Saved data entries
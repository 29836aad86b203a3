//! HTTP transport for the spreadsheet values API.
//!
//! The HTTP client is abstracted behind [`HttpClient`] so the URL and
//! payload handling can be tested without a network. [`UreqClient`] is the
//! blocking implementation used in production.

use crate::config::RemoteConfig;
use crate::error::{SyncError, SyncResult};
use crate::transport::TableTransport;
use campus_codec::TableName;
use parking_lot::RwLock;
use serde::{Deserialize, Serialize};
use std::sync::atomic::{AtomicBool, Ordering};
use std::time::Duration;
use tracing::debug;
use url::Url;

/// HTTP method used by the transport.
#[derive(Debug, Clone, Copy, PartialEq, Eq)]
pub enum Method {
    /// GET.
    Get,
    /// POST.
    Post,
    /// PUT.
    Put,
}

impl Method {
    /// Returns the method name.
    pub fn as_str(&self) -> &'static str {
        match self {
            Method::Get => "GET",
            Method::Post => "POST",
            Method::Put => "PUT",
        }
    }
}

/// HTTP client abstraction.
pub trait HttpClient: Send + Sync {
    /// Sends a request with an optional JSON body and returns the response
    /// body.
    fn send(&self, method: Method, url: &Url, body: Option<&str>) -> SyncResult<String>;
}

/// Blocking HTTP client backed by `ureq`.
pub struct UreqClient {
    agent: ureq::Agent,
}

impl UreqClient {
    /// Creates a client with an optional per-request timeout.
    pub fn new(timeout: Option<Duration>) -> Self {
        let mut builder = ureq::AgentBuilder::new();
        if let Some(timeout) = timeout {
            builder = builder.timeout(timeout);
        }
        Self {
            agent: builder.build(),
        }
    }
}

impl HttpClient for UreqClient {
    fn send(&self, method: Method, url: &Url, body: Option<&str>) -> SyncResult<String> {
        let request = self.agent.request(method.as_str(), url.as_str());
        let result = match body {
            Some(payload) => request
                .set("Content-Type", "application/json")
                .send_string(payload),
            None => request.call(),
        };
        match result {
            Ok(resp) => resp
                .into_string()
                .map_err(|e| SyncError::transport_retryable(e.to_string())),
            Err(ureq::Error::Status(code, resp)) => {
                let message = resp.into_string().unwrap_or_default();
                Err(SyncError::status(code, message))
            }
            Err(ureq::Error::Transport(err)) => Err(SyncError::transport_retryable(err.to_string())),
        }
    }
}

#[derive(Debug, Default, Deserialize)]
struct ValueRange {
    #[serde(default)]
    values: Vec<Vec<serde_json::Value>>,
}

#[derive(Serialize)]
struct ValueUpdate<'a> {
    values: &'a [Vec<String>],
}

/// Spreadsheet transport over HTTP.
///
/// Requests go to `{endpoint}/{document}/values/{range}` with the access
/// key as the `key` query parameter.
pub struct HttpTransport<C: HttpClient> {
    base: Url,
    api_key: String,
    client: C,
    connected: AtomicBool,
    last_error: RwLock<Option<String>>,
}

impl HttpTransport<UreqClient> {
    /// Creates a transport from a remote configuration.
    ///
    /// # Errors
    ///
    /// Returns `InvalidConfig` if the key or document is missing or the
    /// endpoint is not a valid base URL.
    pub fn from_config(config: &RemoteConfig) -> SyncResult<Self> {
        Self::new(config, UreqClient::new(config.timeout))
    }
}

impl<C: HttpClient> HttpTransport<C> {
    /// Creates a transport with a custom client.
    ///
    /// # Errors
    ///
    /// Returns `InvalidConfig` if the key or document is missing or the
    /// endpoint is not a valid base URL.
    pub fn new(config: &RemoteConfig, client: C) -> SyncResult<Self> {
        if config.api_key.trim().is_empty() {
            return Err(SyncError::InvalidConfig("access key is required".into()));
        }
        if config.document_id.trim().is_empty() {
            return Err(SyncError::InvalidConfig("document id is required".into()));
        }

        let mut base = Url::parse(&config.endpoint)
            .map_err(|e| SyncError::InvalidConfig(format!("endpoint: {e}")))?;
        base.path_segments_mut()
            .map_err(|()| SyncError::InvalidConfig("endpoint cannot be a base URL".into()))?
            .pop_if_empty()
            .push(&config.document_id)
            .push("values");

        Ok(Self {
            base,
            api_key: config.api_key.clone(),
            client,
            connected: AtomicBool::new(true),
            last_error: RwLock::new(None),
        })
    }

    /// Returns the values URL of the document.
    pub fn base_url(&self) -> &Url {
        &self.base
    }

    /// Returns the last error message.
    pub fn last_error(&self) -> Option<String> {
        self.last_error.read().clone()
    }

    /// Builds the URL for a range such as `Students!A1:Z500`.
    pub fn range_url(&self, range: &str, params: &[(&str, &str)]) -> Url {
        let mut url = self.base.clone();
        if let Ok(mut segments) = url.path_segments_mut() {
            segments.push(range);
        }
        {
            let mut query = url.query_pairs_mut();
            for (name, value) in params {
                query.append_pair(name, value);
            }
            query.append_pair("key", &self.api_key);
        }
        url
    }

    fn send(&self, method: Method, url: Url, body: Option<&str>) -> SyncResult<String> {
        debug!(method = method.as_str(), path = url.path(), "remote request");
        match self.client.send(method, &url, body) {
            Ok(text) => {
                self.connected.store(true, Ordering::SeqCst);
                *self.last_error.write() = None;
                Ok(text)
            }
            Err(err) => {
                if matches!(err, SyncError::Transport { .. }) {
                    self.connected.store(false, Ordering::SeqCst);
                }
                *self.last_error.write() = Some(err.to_string());
                Err(err)
            }
        }
    }
}

fn cell_text(value: serde_json::Value) -> String {
    match value {
        serde_json::Value::String(s) => s,
        serde_json::Value::Null => String::new(),
        other => other.to_string(),
    }
}

impl<C: HttpClient> TableTransport for HttpTransport<C> {
    fn read_range(
        &self,
        table: TableName,
        first: usize,
        last: usize,
    ) -> SyncResult<Vec<Vec<String>>> {
        let url = self.range_url(&format!("{table}!A{first}:Z{last}"), &[]);
        let text = self.send(Method::Get, url, None)?;
        let range: ValueRange = serde_json::from_str(&text)
            .map_err(|e| SyncError::Protocol(format!("failed to decode {table} range: {e}")))?;
        Ok(range
            .values
            .into_iter()
            .map(|row| row.into_iter().map(cell_text).collect())
            .collect())
    }

    fn clear(&self, table: TableName) -> SyncResult<()> {
        let url = self.range_url(&format!("{table}!A1:Z:clear"), &[]);
        self.send(Method::Post, url, Some("{}"))?;
        Ok(())
    }

    fn write(&self, table: TableName, rows: &[Vec<String>]) -> SyncResult<()> {
        let url = self.range_url(&format!("{table}!A1"), &[("valueInputOption", "RAW")]);
        let body = serde_json::to_string(&ValueUpdate { values: rows })
            .map_err(|e| SyncError::Protocol(format!("failed to encode {table}: {e}")))?;
        self.send(Method::Put, url, Some(&body))?;
        Ok(())
    }

    fn is_connected(&self) -> bool {
        self.connected.load(Ordering::SeqCst)
    }
}

#[cfg(test)]
mod tests {
    use super::*;
    use parking_lot::Mutex;

    #[derive(Default)]
    struct RecordingClient {
        sent: Mutex<Vec<(Method, String, Option<String>)>>,
        response: Mutex<Option<SyncResult<String>>>,
    }

    impl RecordingClient {
        fn respond(&self, response: SyncResult<String>) {
            *self.response.lock() = Some(response);
        }
    }

    impl HttpClient for RecordingClient {
        fn send(&self, method: Method, url: &Url, body: Option<&str>) -> SyncResult<String> {
            self.sent
                .lock()
                .push((method, url.to_string(), body.map(str::to_string)));
            self.response
                .lock()
                .clone()
                .unwrap_or_else(|| Ok("{}".to_string()))
        }
    }

    fn transport() -> HttpTransport<RecordingClient> {
        let config = RemoteConfig::new("secret", "doc123").with_endpoint("https://example.test/v4/spreadsheets");
        HttpTransport::new(&config, RecordingClient::default()).unwrap()
    }

    #[test]
    fn read_range_url_and_decode() {
        let transport = transport();
        transport
            .client
            .respond(Ok(r#"{"range":"Students!A1:Z2","values":[["ID","Name"],["STU001",20]]}"#.to_string()));

        let rows = transport.read_range(TableName::Students, 1, 2).unwrap();
        assert_eq!(rows, vec![vec!["ID", "Name"], vec!["STU001", "20"]]);

        let sent = transport.client.sent.lock();
        assert_eq!(sent[0].0, Method::Get);
        assert_eq!(
            sent[0].1,
            "https://example.test/v4/spreadsheets/doc123/values/Students!A1:Z2?key=secret"
        );
    }

    #[test]
    fn empty_range_has_no_values() {
        let transport = transport();
        let rows = transport.read_range(TableName::Courses, 1, 500).unwrap();
        assert!(rows.is_empty());
    }

    #[test]
    fn clear_then_write_requests() {
        let transport = transport();
        transport.clear(TableName::Faculty).unwrap();
        transport
            .write(TableName::Faculty, &[vec!["ID".to_string()]])
            .unwrap();

        let sent = transport.client.sent.lock();
        assert_eq!(sent[0].0, Method::Post);
        assert!(sent[0].1.contains("/values/Faculty!A1:Z:clear?key=secret"));
        assert_eq!(sent[1].0, Method::Put);
        assert!(sent[1].1.contains("/values/Faculty!A1?valueInputOption=RAW&key=secret"));
        assert_eq!(sent[1].2.as_deref(), Some(r#"{"values":[["ID"]]}"#));
    }

    #[test]
    fn failures_are_remembered() {
        let transport = transport();
        transport
            .client
            .respond(Err(SyncError::transport_retryable("connection refused")));

        assert!(transport.clear(TableName::University).is_err());
        assert!(!transport.is_connected());
        assert!(transport.last_error().unwrap().contains("connection refused"));
    }

    #[test]
    fn bad_body_is_protocol_error() {
        let transport = transport();
        transport.client.respond(Ok("not json".to_string()));
        let err = transport.read_range(TableName::Students, 1, 10).unwrap_err();
        assert!(matches!(err, SyncError::Protocol(_)));
    }

    #[test]
    fn missing_key_is_rejected() {
        let config = RemoteConfig::new("", "doc");
        let err = HttpTransport::new(&config, RecordingClient::default()).err().unwrap();
        assert!(matches!(err, SyncError::InvalidConfig(_)));
    }
}
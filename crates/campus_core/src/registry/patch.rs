//! Partial updates.
//!
//! A patch names the fields to change; `None` leaves a field alone.
//! Identifiers cannot be patched.

use super::{check_grades, dedup_ids, index_of, push_unique, remove_id, Registry};
use crate::entity::Grades;
use crate::error::CoreResult;
use tracing::debug;

/// Changes to a student.
#[derive(Debug, Clone, Default, PartialEq)]
pub struct StudentPatch {
    /// New name.
    pub name: Option<String>,
    /// New age.
    pub age: Option<u32>,
    /// New gender.
    pub gender: Option<String>,
    /// New department name.
    pub department: Option<String>,
    /// New course list. Courses dropped from the list lose their grade.
    pub courses: Option<Vec<String>>,
    /// New grade map. Grades for courses not in the list are dropped.
    pub grades: Option<Grades>,
}

impl StudentPatch {
    /// Creates an empty patch.
    #[must_use]
    pub fn new() -> Self {
        Self::default()
    }

    /// Sets the name.
    #[must_use]
    pub fn name(mut self, name: impl Into<String>) -> Self {
        self.name = Some(name.into());
        self
    }

    /// Sets the age.
    #[must_use]
    pub fn age(mut self, age: u32) -> Self {
        self.age = Some(age);
        self
    }

    /// Sets the gender.
    #[must_use]
    pub fn gender(mut self, gender: impl Into<String>) -> Self {
        self.gender = Some(gender.into());
        self
    }

    /// Sets the department name.
    #[must_use]
    pub fn department(mut self, department: impl Into<String>) -> Self {
        self.department = Some(department.into());
        self
    }

    /// Replaces the course list.
    #[must_use]
    pub fn courses<I, S>(mut self, courses: I) -> Self
    where
        I: IntoIterator<Item = S>,
        S: Into<String>,
    {
        self.courses = Some(courses.into_iter().map(Into::into).collect());
        self
    }

    /// Replaces the grade map.
    #[must_use]
    pub fn grades(mut self, grades: Grades) -> Self {
        self.grades = Some(grades);
        self
    }
}

/// Changes to a faculty member.
///
/// The taught set follows course assignment and is not patched directly.
#[derive(Debug, Clone, Default, PartialEq, Eq)]
pub struct FacultyPatch {
    /// New name.
    pub name: Option<String>,
    /// New department name.
    pub department: Option<String>,
}

impl FacultyPatch {
    /// Creates an empty patch.
    #[must_use]
    pub fn new() -> Self {
        Self::default()
    }

    /// Sets the name.
    #[must_use]
    pub fn name(mut self, name: impl Into<String>) -> Self {
        self.name = Some(name.into());
        self
    }

    /// Sets the department name.
    #[must_use]
    pub fn department(mut self, department: impl Into<String>) -> Self {
        self.department = Some(department.into());
        self
    }
}

/// Changes to a course.
///
/// The enrolled set follows student course lists and is not patched
/// directly.
#[derive(Debug, Clone, Default, PartialEq, Eq)]
pub struct CoursePatch {
    /// New title.
    pub name: Option<String>,
    /// New credit hours.
    pub credit_hours: Option<u32>,
    /// New assigned faculty: `Some(None)` unassigns.
    pub assigned_faculty: Option<Option<String>>,
}

impl CoursePatch {
    /// Creates an empty patch.
    #[must_use]
    pub fn new() -> Self {
        Self::default()
    }

    /// Sets the title.
    #[must_use]
    pub fn name(mut self, name: impl Into<String>) -> Self {
        self.name = Some(name.into());
        self
    }

    /// Sets the credit hours.
    #[must_use]
    pub fn credit_hours(mut self, hours: u32) -> Self {
        self.credit_hours = Some(hours);
        self
    }

    /// Assigns a faculty member.
    #[must_use]
    pub fn faculty(mut self, faculty: impl Into<String>) -> Self {
        self.assigned_faculty = Some(Some(faculty.into()));
        self
    }

    /// Removes the assigned faculty member.
    #[must_use]
    pub fn unassign(mut self) -> Self {
        self.assigned_faculty = Some(None);
        self
    }
}

/// Changes to a department.
#[derive(Debug, Clone, Default, PartialEq, Eq)]
pub struct DepartmentPatch {
    /// New name.
    ///
    /// Students and faculty keep the old name; department references are
    /// free text and are not rewritten.
    pub name: Option<String>,
    /// New head of department.
    pub head_of_department: Option<String>,
    /// New course set.
    pub courses: Option<Vec<String>>,
}

impl DepartmentPatch {
    /// Creates an empty patch.
    #[must_use]
    pub fn new() -> Self {
        Self::default()
    }

    /// Sets the name.
    #[must_use]
    pub fn name(mut self, name: impl Into<String>) -> Self {
        self.name = Some(name.into());
        self
    }

    /// Sets the head of department.
    #[must_use]
    pub fn head(mut self, head: impl Into<String>) -> Self {
        self.head_of_department = Some(head.into());
        self
    }

    /// Replaces the course set.
    #[must_use]
    pub fn courses<I, S>(mut self, courses: I) -> Self
    where
        I: IntoIterator<Item = S>,
        S: Into<String>,
    {
        self.courses = Some(courses.into_iter().map(Into::into).collect());
        self
    }
}

impl Registry {
    /// Applies `patch` to the student with `id`.
    ///
    /// A new course list is diffed against the old one: the student leaves
    /// the enrolled set of every dropped course and joins every added one.
    ///
    /// # Errors
    ///
    /// Returns `NotFound` if the student does not exist, and
    /// `NonFiniteScore` if the patched grades hold NaN or infinity.
    pub fn update_student(&mut self, id: &str, patch: StudentPatch) -> CoreResult<()> {
        let index = index_of(&self.students, id)?;
        if let Some(grades) = &patch.grades {
            check_grades(id, grades)?;
        }
        let StudentPatch {
            name,
            age,
            gender,
            department,
            courses,
            grades,
        } = patch;

        let student = &mut self.students[index];
        if let Some(name) = name {
            student.name = name;
        }
        if let Some(age) = age {
            student.age = age;
        }
        if let Some(gender) = gender {
            student.gender = gender;
        }
        if let Some(department) = department {
            student.department = department;
        }
        if let Some(mut courses) = courses {
            dedup_ids(&mut courses);
            let previous = std::mem::replace(&mut student.courses, courses);
            for course in &mut self.courses {
                if student.is_enrolled(&course.id) {
                    push_unique(&mut course.enrolled_students, id);
                } else if previous.contains(&course.id) {
                    remove_id(&mut course.enrolled_students, id);
                }
            }
        }
        if let Some(grades) = grades {
            student.grades = grades;
        }
        student
            .grades
            .retain(|course, _| student.courses.contains(course));

        debug!(id, "updated student");
        Ok(())
    }

    /// Applies `patch` to the faculty member with `id`.
    ///
    /// # Errors
    ///
    /// Returns `NotFound` if the faculty member does not exist.
    pub fn update_faculty(&mut self, id: &str, patch: FacultyPatch) -> CoreResult<()> {
        let index = index_of(&self.faculty, id)?;
        let member = &mut self.faculty[index];
        if let Some(name) = patch.name {
            member.name = name;
        }
        if let Some(department) = patch.department {
            member.department = department;
        }
        debug!(id, "updated faculty");
        Ok(())
    }

    /// Applies `patch` to the course with `id`.
    ///
    /// Changing the assigned faculty moves the course between taught sets.
    /// An unknown faculty identifier is stored as given.
    ///
    /// # Errors
    ///
    /// Returns `NotFound` if the course does not exist.
    pub fn update_course(&mut self, id: &str, patch: CoursePatch) -> CoreResult<()> {
        let index = index_of(&self.courses, id)?;
        let course = &mut self.courses[index];
        if let Some(name) = patch.name {
            course.name = name;
        }
        if let Some(hours) = patch.credit_hours {
            course.credit_hours = hours;
        }
        if let Some(faculty) = patch.assigned_faculty {
            self.relink_faculty(index, faculty);
        }
        debug!(id, "updated course");
        Ok(())
    }

    /// Applies `patch` to the department with `id`.
    ///
    /// # Errors
    ///
    /// Returns `NotFound` if the department does not exist.
    pub fn update_department(&mut self, id: &str, patch: DepartmentPatch) -> CoreResult<()> {
        let index = index_of(&self.departments, id)?;
        let department = &mut self.departments[index];
        if let Some(name) = patch.name {
            department.name = name;
        }
        if let Some(head) = patch.head_of_department {
            department.head_of_department = head;
        }
        if let Some(mut courses) = patch.courses {
            dedup_ids(&mut courses);
            department.courses = courses;
        }
        debug!(id, "updated department");
        Ok(())
    }
}

#[cfg(test)]
mod tests {
    use super::*;
    use crate::entity::{Course, Faculty, Student};
    use crate::error::CoreError;

    fn registry() -> Registry {
        let mut registry = Registry::new();
        registry.add_faculty(Faculty::new("FAC001", "Dr. James Anderson", "CS")).unwrap();
        registry.add_faculty(Faculty::new("FAC003", "Dr. David Kim", "Mathematics")).unwrap();
        registry
            .add_course(Course::new("CS101", "Introduction to Programming", 3).with_faculty("FAC001"))
            .unwrap();
        registry
            .add_course(Course::new("MATH101", "Calculus I", 3).with_faculty("FAC003"))
            .unwrap();
        registry
            .add_course(Course::new("BUS101", "Introduction to Business", 3))
            .unwrap();
        registry
            .add_student(
                Student::new("STU001", "Alice Johnson", 20, "Female", "CS")
                    .with_grade("CS101", 3.7)
                    .with_grade("MATH101", 3.9),
            )
            .unwrap();
        registry
    }

    #[test]
    fn dropping_a_course_updates_roster_and_grades() {
        let mut registry = registry();
        registry
            .update_student("STU001", StudentPatch::new().courses(["CS101", "BUS101"]))
            .unwrap();

        assert!(!registry.course("MATH101").unwrap().has_student("STU001"));
        assert!(registry.course("BUS101").unwrap().has_student("STU001"));
        assert!(registry.course("CS101").unwrap().has_student("STU001"));

        let student = registry.student("STU001").unwrap();
        assert!(!student.grades.contains_key("MATH101"));
        assert_eq!(student.grades["CS101"], 3.7);
    }

    #[test]
    fn scalar_patch_leaves_relations_alone() {
        let mut registry = registry();
        registry
            .update_student("STU001", StudentPatch::new().name("Alice J.").age(21))
            .unwrap();
        let student = registry.student("STU001").unwrap();
        assert_eq!(student.name, "Alice J.");
        assert_eq!(student.age, 21);
        assert_eq!(student.courses, ["CS101", "MATH101"]);
        assert_eq!(student.grades.len(), 2);
    }

    #[test]
    fn patched_grades_are_limited_to_course_list() {
        let mut registry = registry();
        let mut grades = Grades::new();
        grades.insert("CS101".to_string(), 3.0);
        grades.insert("PHY101".to_string(), 4.0);
        registry
            .update_student("STU001", StudentPatch::new().grades(grades))
            .unwrap();
        let student = registry.student("STU001").unwrap();
        assert_eq!(student.grades.len(), 1);
        assert_eq!(student.grades["CS101"], 3.0);
    }

    #[test]
    fn patch_with_nan_grade_changes_nothing() {
        let mut registry = registry();
        let before = registry.clone();
        let mut grades = Grades::new();
        grades.insert("CS101".to_string(), f64::NAN);

        let err = registry
            .update_student("STU001", StudentPatch::new().name("Renamed").grades(grades))
            .unwrap_err();
        assert!(matches!(err, CoreError::NonFiniteScore { .. }));
        assert_eq!(registry, before);
    }

    #[test]
    fn update_unknown_is_not_found() {
        let mut registry = registry();
        let err = registry
            .update_course("CS999", CoursePatch::new().name("Nope"))
            .unwrap_err();
        assert!(matches!(err, CoreError::NotFound { .. }));
    }

    #[test]
    fn reassigning_course_updates_taught_sets() {
        let mut registry = registry();
        registry
            .update_course("CS101", CoursePatch::new().faculty("FAC003").credit_hours(4))
            .unwrap();

        assert!(!registry.faculty_member("FAC001").unwrap().teaches("CS101"));
        assert!(registry.faculty_member("FAC003").unwrap().teaches("CS101"));
        assert_eq!(registry.course("CS101").unwrap().credit_hours, 4);

        registry
            .update_course("CS101", CoursePatch::new().unassign())
            .unwrap();
        assert!(!registry.faculty_member("FAC003").unwrap().teaches("CS101"));
        assert!(registry.check_integrity().is_empty());
    }

    #[test]
    fn department_rename_does_not_touch_people() {
        let mut registry = registry();
        registry
            .add_department(crate::entity::Department::new("DEPT001", "CS", "Dr. Sarah Johnson"))
            .unwrap();
        registry
            .update_department("DEPT001", DepartmentPatch::new().name("Computing"))
            .unwrap();
        assert_eq!(registry.student("STU001").unwrap().department, "CS");
    }
}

- WHAT THE EXERCISE ASKS
A word-for-word copy of the entries, from the first line through the line containing "use url::Url;", is the whole answer.

- EXERCISE RESPONSE
repository 29836aad86b203a3
//! HTTP transport for the spreadsheet values API.
//!
//! The HTTP client is abstracted behind [`HttpClient`] so the URL and
//! payload handling can be tested without a network. [`UreqClient`] is the
//! blocking implementation used in production.

use crate::config::RemoteConfig;
use crate::error::{SyncError, SyncResult};
use crate::transport::TableTransport;
use campus_codec::TableName;
use parking_lot::RwLock;
use serde::{Deserialize, Serialize};
use std::sync::atomic::{AtomicBool, Ordering};
use std::time::Duration;
use tracing::debug;
use url::Url;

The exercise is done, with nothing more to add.